そう言っていると一番奥についたっぽい。なんか、よくわかんないけど誰か眠ってる。フライパンで起こしたら寝起きが最悪の人間だったらしく、なぜかこちらを目に涙を浮ばせながら襲ってきた。うるさい、寝てる方が悪い。野生じゃそうは行かんぞ。

 

「んぷぅ!」ペッ

 

「!?」

 

「丸太でーい!」

 

「っ、丸太スピン!」グルッ

 

「おおぉおぉおお…お?」ゴンッ

 

「なんなんだあれは!」

 

「で、あんたが異変の原因?」

 

「は?」

 

「あんたがこの変な霊を集めてたんでしょ」

 

「いや、うーん…多分勝手に集まってるとかだと」

 

「目覚めるだけで迷惑かけんなぁ!」ドンッ

 

「きゃっ」

 

「…」

 

「あ、いや、その…」

 

「冷めた。帰るわ」

 

「私もそうする。その変な霊はあんたがなんとかして」

 

「あれタイシサマっていうらしいよ」

 

「タイシサマ?…太子、片付けて」

 

「えぇ!?」

 

「さ、帰るわよ。帰って温泉入りましょ」

 

「香霖堂が悲鳴出してたぞ。

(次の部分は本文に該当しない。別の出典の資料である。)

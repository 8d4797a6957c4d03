//! LoginHandler - Command handler for email/password login.

use std::sync::Arc;

use crate::domain::session::Session;
use crate::domain::user::{User, UserError};
use crate::ports::{SessionRepository, UserRepository};

/// Command to log in with email and password.
#[derive(Debug, Clone)]
pub struct LoginCommand {
    pub email: String,
    pub password: String,
}

/// A successful login.
#[derive(Debug, Clone)]
pub struct LoginResult {
    pub user: User,
    pub session: Session,
}

/// Handler for password login.
pub struct LoginHandler {
    users: Arc<dyn UserRepository>,
    sessions: Arc<dyn SessionRepository>,
}

impl LoginHandler {
    pub fn new(users: Arc<dyn UserRepository>, sessions: Arc<dyn SessionRepository>) -> Self {
        Self { users, sessions }
    }

    pub async fn handle(&self, cmd: LoginCommand) -> Result<LoginResult, UserError> {
        // An unknown email and a wrong password produce the same error.
        let user = self
            .users
            .find_by_email(&cmd.email)
            .await?
            .ok_or_else(UserError::invalid_credentials)?;

        user.verify_password(&cmd.password)?;

        let session = Session::mint(user.id);
        self.sessions.insert(&session).await?;

        tracing::info!(user_id = %user.id, "password login");

        Ok(LoginResult { user, session })
    }
}

#[cfg(test)]
mod tests {
    use super::*;
    use crate::application::handlers::auth::test_support::{
        MockSessionRepository, MockUserRepository,
    };

    fn user() -> User {
        User::register(
            "Asha".to_string(),
            "asha@example.com".to_string(),
            "+911234567890".to_string(),
            "correct horse",
        )
        .unwrap()
    }

    #[tokio::test]
    async fn valid_credentials_mint_a_session() {
        let users = MockUserRepository::with_user(user());
        let sessions = Arc::new(MockSessionRepository::new());
        let handler = LoginHandler::new(users, sessions.clone());

        let result = handler
            .handle(LoginCommand {
                email: "asha@example.com".to_string(),
                password: "correct horse".to_string(),
            })
            .await
            .unwrap();

        assert_eq!(sessions.inserted().len(), 1);
        assert_eq!(result.session.user_id, result.user.id);
    }

    #[tokio::test]
    async fn wrong_password_is_invalid_credentials() {
        let users = MockUserRepository::with_user(user());
        let sessions = Arc::new(MockSessionRepository::new());
        let handler = LoginHandler::new(users, sessions.clone());

        let result = handler
            .handle(LoginCommand {
                email: "asha@example.com".to_string(),
                password: "wrong".to_string(),
            })
            .await;

        assert!(matches!(result, Err(UserError::InvalidCredentials)));
        assert!(sessions.inserted().is_empty());
    }

    #[tokio::test]
    async fn unknown_email_is_indistinguishable_from_wrong_password() {
        let users = Arc::new(MockUserRepository::new());
        let sessions = Arc::new(MockSessionRepository::new());
        let handler = LoginHandler::new(users, sessions);

        let result = handler
            .handle(LoginCommand {
                email: "nobody@example.com".to_string(),
                password: "correct horse".to_string(),
            })
            .await;

        assert!(matches!(result, Err(UserError::InvalidCredentials)));
    }
}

なんか取られたーって」

 

「タダで譲らないのが悪い」

 

「ちょ、ちょっと待った!いや待ってくれ!」

 

「私が後ろに乗るわ」

 

「何すんの?」

 

「突っ込んで夢想封印」

 

「俺巻き込まれない?」

 

「嫌だったら全力で駆け抜けることね」

 

「…御免!!」

 

「え?いや、なんでこっちに!?いや違う、だから、その、私に勝手に集まって来ただけでだな!」

 

「夢想」

 

「だから、その」

 

「封印」シュババッ

 

印の字、というのだろうか。そんな感じの変な物を切った巫女さんは、振り向きもせずこれで異変解決〜と言っていた。助けて香霖堂!…というわけで急ブレーキなどないこの乗り物を足を使って止める。うおお…バランス肝心だな。

 

「おー、お見事」

 

「なんてことないわよ」

 

「太子様ぁぁぁ!」

 

「また封印されるんですかぁぁぁ!?」

 

「…取り巻きってあんな感じなのね」

 

「なんか滑稽」

 

「使えそう」

 

「えっ」

 

「…とにかく。帰って温泉よ。スッキリするでしょ」

 

「誤魔化せるとでも?」

 

「うるさい」




今日の太新聞(太子と新聞を組み合わせた、布都のアイデア作品)
Q.なんであんな感じの人がいるんですか?
A.幻想郷はなんでも受け入れるんですの。それはもう酷いくらいに…ね。